====== DATA FOR ANALYSIS

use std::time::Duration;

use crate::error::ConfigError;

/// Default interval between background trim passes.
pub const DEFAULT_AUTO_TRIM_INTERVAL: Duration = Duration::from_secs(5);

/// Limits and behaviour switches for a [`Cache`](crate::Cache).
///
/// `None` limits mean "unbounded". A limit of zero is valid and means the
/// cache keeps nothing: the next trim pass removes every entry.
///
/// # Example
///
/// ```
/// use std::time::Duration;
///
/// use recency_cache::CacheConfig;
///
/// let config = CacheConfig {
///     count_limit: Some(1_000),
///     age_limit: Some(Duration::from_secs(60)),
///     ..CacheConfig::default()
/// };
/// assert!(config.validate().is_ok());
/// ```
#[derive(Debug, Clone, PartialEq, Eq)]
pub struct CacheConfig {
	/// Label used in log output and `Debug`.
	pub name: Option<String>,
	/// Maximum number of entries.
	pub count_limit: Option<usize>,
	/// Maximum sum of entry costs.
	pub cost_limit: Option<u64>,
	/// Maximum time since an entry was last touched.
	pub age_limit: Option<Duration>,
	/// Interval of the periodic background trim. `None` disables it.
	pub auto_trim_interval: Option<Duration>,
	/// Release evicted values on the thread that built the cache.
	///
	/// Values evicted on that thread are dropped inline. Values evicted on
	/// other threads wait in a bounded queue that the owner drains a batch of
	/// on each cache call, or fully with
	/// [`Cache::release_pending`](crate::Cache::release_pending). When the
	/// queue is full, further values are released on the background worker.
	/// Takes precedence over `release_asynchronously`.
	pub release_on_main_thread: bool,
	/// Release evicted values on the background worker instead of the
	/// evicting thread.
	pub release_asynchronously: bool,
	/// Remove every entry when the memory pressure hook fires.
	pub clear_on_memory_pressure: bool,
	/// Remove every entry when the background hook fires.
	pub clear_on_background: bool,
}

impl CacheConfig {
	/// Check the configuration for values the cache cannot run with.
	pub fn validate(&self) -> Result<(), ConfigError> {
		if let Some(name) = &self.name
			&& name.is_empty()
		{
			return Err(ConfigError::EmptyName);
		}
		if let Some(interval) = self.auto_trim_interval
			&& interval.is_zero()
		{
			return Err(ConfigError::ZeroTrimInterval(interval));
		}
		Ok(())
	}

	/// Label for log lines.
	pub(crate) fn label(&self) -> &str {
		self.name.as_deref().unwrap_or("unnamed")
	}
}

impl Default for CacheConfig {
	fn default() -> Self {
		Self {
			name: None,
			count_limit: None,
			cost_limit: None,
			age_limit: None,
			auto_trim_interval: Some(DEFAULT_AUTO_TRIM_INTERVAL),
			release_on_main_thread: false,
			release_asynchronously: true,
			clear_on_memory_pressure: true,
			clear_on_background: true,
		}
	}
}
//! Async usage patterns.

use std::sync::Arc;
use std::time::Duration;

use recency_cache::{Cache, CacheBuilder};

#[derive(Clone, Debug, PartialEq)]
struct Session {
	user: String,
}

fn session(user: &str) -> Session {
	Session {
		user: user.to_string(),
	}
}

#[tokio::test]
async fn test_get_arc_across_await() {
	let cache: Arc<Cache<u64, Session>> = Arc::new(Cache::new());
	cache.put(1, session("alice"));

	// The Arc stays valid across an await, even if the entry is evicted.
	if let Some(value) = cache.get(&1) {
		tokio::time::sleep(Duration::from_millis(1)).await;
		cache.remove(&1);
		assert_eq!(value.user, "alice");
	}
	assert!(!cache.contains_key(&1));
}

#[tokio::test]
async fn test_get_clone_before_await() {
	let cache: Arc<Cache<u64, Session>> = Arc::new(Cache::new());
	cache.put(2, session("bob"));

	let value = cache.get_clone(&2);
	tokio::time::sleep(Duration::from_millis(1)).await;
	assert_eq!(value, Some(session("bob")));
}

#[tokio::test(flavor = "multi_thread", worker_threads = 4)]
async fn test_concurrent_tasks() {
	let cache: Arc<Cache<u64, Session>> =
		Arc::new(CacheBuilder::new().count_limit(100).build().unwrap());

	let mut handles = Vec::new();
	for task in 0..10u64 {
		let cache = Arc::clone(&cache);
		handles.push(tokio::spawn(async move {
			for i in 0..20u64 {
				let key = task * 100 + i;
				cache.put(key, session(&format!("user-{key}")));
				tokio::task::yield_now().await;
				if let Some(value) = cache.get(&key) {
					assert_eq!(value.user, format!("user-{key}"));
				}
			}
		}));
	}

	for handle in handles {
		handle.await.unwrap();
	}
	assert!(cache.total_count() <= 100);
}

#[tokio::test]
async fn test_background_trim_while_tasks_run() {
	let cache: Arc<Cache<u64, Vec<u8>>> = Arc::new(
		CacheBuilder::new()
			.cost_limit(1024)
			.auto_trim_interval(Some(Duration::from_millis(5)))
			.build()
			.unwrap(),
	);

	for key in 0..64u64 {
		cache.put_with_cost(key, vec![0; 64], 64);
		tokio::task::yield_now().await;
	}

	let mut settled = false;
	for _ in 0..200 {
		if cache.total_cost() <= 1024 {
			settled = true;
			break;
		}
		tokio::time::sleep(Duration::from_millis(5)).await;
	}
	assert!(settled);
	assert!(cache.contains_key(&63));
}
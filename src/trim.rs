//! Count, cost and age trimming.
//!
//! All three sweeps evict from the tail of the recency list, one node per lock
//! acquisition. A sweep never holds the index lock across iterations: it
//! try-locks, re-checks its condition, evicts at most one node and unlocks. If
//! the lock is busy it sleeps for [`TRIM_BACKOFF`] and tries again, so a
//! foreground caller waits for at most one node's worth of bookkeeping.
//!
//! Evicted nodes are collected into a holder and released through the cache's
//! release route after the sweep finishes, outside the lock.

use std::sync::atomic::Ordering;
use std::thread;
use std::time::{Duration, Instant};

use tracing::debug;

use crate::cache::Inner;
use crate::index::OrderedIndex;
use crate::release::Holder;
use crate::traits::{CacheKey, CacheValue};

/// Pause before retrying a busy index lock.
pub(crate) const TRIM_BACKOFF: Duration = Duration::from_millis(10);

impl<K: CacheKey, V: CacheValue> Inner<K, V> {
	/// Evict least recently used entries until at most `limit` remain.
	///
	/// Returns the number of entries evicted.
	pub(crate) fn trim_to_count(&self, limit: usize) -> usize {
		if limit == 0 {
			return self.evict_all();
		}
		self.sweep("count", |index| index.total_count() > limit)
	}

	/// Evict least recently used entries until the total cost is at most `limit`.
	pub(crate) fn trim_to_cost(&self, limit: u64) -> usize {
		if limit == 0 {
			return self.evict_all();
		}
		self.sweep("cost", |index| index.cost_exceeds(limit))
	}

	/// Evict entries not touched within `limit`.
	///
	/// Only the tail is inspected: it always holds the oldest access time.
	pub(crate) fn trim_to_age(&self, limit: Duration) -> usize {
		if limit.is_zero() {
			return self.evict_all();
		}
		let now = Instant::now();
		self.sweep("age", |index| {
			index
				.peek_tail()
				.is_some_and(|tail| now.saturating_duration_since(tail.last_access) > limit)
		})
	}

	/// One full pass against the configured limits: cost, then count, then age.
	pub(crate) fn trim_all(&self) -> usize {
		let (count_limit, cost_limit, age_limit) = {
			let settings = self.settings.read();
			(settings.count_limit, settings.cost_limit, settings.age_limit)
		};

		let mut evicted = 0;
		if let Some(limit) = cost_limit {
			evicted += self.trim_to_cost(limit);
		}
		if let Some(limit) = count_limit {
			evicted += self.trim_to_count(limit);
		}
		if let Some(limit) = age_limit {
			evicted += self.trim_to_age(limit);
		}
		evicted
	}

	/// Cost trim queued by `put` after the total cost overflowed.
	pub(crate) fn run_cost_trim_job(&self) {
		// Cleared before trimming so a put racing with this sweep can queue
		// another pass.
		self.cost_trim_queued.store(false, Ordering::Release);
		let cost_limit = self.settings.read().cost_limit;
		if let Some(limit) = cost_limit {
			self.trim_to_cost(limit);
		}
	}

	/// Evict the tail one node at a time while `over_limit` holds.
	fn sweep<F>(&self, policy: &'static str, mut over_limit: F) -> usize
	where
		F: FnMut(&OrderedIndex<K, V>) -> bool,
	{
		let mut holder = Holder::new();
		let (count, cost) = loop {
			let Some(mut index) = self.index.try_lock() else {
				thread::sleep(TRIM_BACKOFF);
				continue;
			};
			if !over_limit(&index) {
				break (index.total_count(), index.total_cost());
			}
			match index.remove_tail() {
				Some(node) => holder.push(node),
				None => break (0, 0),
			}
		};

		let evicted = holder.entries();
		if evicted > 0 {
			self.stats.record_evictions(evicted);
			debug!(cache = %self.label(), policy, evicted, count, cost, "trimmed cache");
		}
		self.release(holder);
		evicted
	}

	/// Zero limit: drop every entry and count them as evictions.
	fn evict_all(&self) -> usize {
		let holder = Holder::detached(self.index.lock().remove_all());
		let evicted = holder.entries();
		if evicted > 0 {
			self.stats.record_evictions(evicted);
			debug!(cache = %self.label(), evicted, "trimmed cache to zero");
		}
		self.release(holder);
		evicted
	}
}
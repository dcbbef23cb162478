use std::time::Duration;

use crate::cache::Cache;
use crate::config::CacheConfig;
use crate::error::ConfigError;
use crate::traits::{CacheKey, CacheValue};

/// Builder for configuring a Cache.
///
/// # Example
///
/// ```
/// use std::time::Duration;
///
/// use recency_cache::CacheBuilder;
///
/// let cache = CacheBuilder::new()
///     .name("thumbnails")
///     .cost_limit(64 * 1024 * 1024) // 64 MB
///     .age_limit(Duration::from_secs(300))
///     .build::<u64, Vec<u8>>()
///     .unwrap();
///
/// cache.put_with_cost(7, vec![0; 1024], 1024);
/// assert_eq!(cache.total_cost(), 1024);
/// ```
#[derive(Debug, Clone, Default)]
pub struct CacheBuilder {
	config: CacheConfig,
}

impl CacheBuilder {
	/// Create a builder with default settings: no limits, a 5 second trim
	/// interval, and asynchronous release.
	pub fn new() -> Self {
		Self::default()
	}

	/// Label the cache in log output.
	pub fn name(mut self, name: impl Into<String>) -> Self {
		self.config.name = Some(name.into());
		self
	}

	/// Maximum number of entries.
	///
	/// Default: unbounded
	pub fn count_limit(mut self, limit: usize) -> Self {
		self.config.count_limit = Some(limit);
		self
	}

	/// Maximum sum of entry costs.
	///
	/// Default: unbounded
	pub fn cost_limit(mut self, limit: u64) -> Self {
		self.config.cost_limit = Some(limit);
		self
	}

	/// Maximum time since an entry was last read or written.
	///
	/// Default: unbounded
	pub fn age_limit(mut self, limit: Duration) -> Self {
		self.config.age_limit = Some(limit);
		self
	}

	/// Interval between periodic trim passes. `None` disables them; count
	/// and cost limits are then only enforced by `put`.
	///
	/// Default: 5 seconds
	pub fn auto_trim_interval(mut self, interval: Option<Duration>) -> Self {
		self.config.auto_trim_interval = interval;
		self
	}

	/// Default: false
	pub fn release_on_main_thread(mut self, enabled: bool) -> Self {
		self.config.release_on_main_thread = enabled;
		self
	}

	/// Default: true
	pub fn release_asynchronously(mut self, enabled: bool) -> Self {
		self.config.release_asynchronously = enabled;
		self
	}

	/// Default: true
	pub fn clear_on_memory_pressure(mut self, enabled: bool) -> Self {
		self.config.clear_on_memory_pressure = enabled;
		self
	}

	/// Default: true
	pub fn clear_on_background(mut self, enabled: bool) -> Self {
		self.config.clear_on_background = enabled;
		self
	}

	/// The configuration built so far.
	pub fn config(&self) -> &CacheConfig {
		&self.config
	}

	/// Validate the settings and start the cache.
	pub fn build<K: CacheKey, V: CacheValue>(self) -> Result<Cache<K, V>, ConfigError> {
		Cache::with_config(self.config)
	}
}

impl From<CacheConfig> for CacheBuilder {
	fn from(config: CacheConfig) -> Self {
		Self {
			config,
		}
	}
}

============

Copy the stretch of the records above that runs from the line with "assert!(!cache.contains_key(&1));" through the line with "worker_threads = 4)]". Both end lines belong in the copy, and nothing else does.

FINISHED TASK:
	assert!(!cache.contains_key(&1));
}

#[tokio::test]
async fn test_get_clone_before_await() {
	let cache: Arc<Cache<u64, Session>> = Arc::new(Cache::new());
	cache.put(2, session("bob"));

	let value = cache.get_clone(&2);
	tokio::time::sleep(Duration::from_millis(1)).await;
	assert_eq!(value, Some(session("bob")));
}

#[tokio::test(flavor = "multi_thread", worker_threads = 4)]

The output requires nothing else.